After years of fighting, New York City was finally about to implement congestion pricing. The plan was to charge a $15 toll to drive into Manhattan below 60th Street during the daytime. All the agreements had been struck, all the technology had been put in place. There were roadside billboards advertising that it was set to begin on June 30.

Then, at the last possible minute, Gov. Kathy Hochul – who’d previously been a supporter of congestion pricing – flip-flopped and pulled the plug on it. She gave no explanation for her sudden change of heart, other than mealy-mouthed excuses about how more studies were needed.

The revenue from congestion pricing had been earmarked for the MTA, New York’s transit agency. The cancellation blows a $15 billion hole in their budget, which Hochul’s plan to fix was… nothing. The legislature convened to debate the problem, but they too threw up their hands and went home without doing anything.

I can’t be the only one who finds driving unpleasant. It’s expensive, tedious, stressful and dangerous. We lose countless hours of our lives to sitting in traffic or circling to look for parking. We spend huge sums of money on car payments, insurance, registration, gas and tolls. Most of us put up with this because we’ve grown up with it and we think of it as normal – but, like many popular assumptions, it pays to question it. There’s a better way to live.

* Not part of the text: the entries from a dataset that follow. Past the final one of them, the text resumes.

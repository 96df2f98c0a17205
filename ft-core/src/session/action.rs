use std::fmt;

use serde::{
    Deserialize,
    Serialize,
};

use crate::flow::NodeInterfacePair;

/// How a device treats traffic that matches a session.
///
/// A next hop can only be recorded together with the interface it sits behind, so the
/// interface is not optional on [`SessionAction::ForwardOutInterface`].
#[derive(Clone, Debug, PartialEq, Eq, PartialOrd, Ord, Hash, Serialize, Deserialize)]
#[serde(tag = "type", rename_all_fields = "camelCase")]
pub enum SessionAction {
    /// Accepted by the device that originated the session.
    Accept,
    /// Accepted into a VRF of the device.
    AcceptVrf {
        /// The receiving VRF.
        vrf: String,
    },
    /// Forwarded by a fresh FIB lookup.
    FibLookup,
    /// Forwarded by a FIB lookup done after the session's NAT is applied.
    PostNatFibLookup,
    /// Forwarded out a fixed interface, towards a fixed neighbor if one is known.
    ForwardOutInterface {
        /// Egress interface.
        outgoing_interface: String,
        /// Neighbor on the far side of the egress interface.
        #[serde(default, skip_serializing_if = "Option::is_none")]
        next_hop: Option<NodeInterfacePair>,
    },
}

impl fmt::Display for SessionAction {
    fn fmt(&self, f: &mut fmt::Formatter<'_>) -> fmt::Result {
        match self {
            Self::Accept => f.write_str("accept"),
            Self::AcceptVrf { vrf } => write!(f, "accept into vrf {vrf}"),
            Self::FibLookup => f.write_str("fib lookup"),
            Self::PostNatFibLookup => f.write_str("post-nat fib lookup"),
            Self::ForwardOutInterface { outgoing_interface, next_hop: Some(next_hop) } => {
                write!(f, "forward out {outgoing_interface} to {next_hop}")
            },
            Self::ForwardOutInterface { outgoing_interface, next_hop: None } => {
                write!(f, "forward out {outgoing_interface}")
            },
        }
    }
}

In an ideal world, walking, biking, and mass transit would be the default ways of getting around. We’d live in pleasant, human-scale neighborhoods with dense housing, amenities like shops, restaurants and libraries within easy strolling distance, and public parks and green space for recreation. When we had to travel longer distances, there would be a wealth of clean, quiet, efficient options: electric buses, streetcars, subways and trains on convenient schedules.

Instead, we’ve designed a society where cars are the only feasible way for most people to get around. This causes all the evils of car culture: perpetual traffic jams, impassable highways bisecting neighborhoods, huge swaths of valuable space devoted to parking, huge amounts of precious time lost to commuting, and a steady toll of deaths and injuries in crashes.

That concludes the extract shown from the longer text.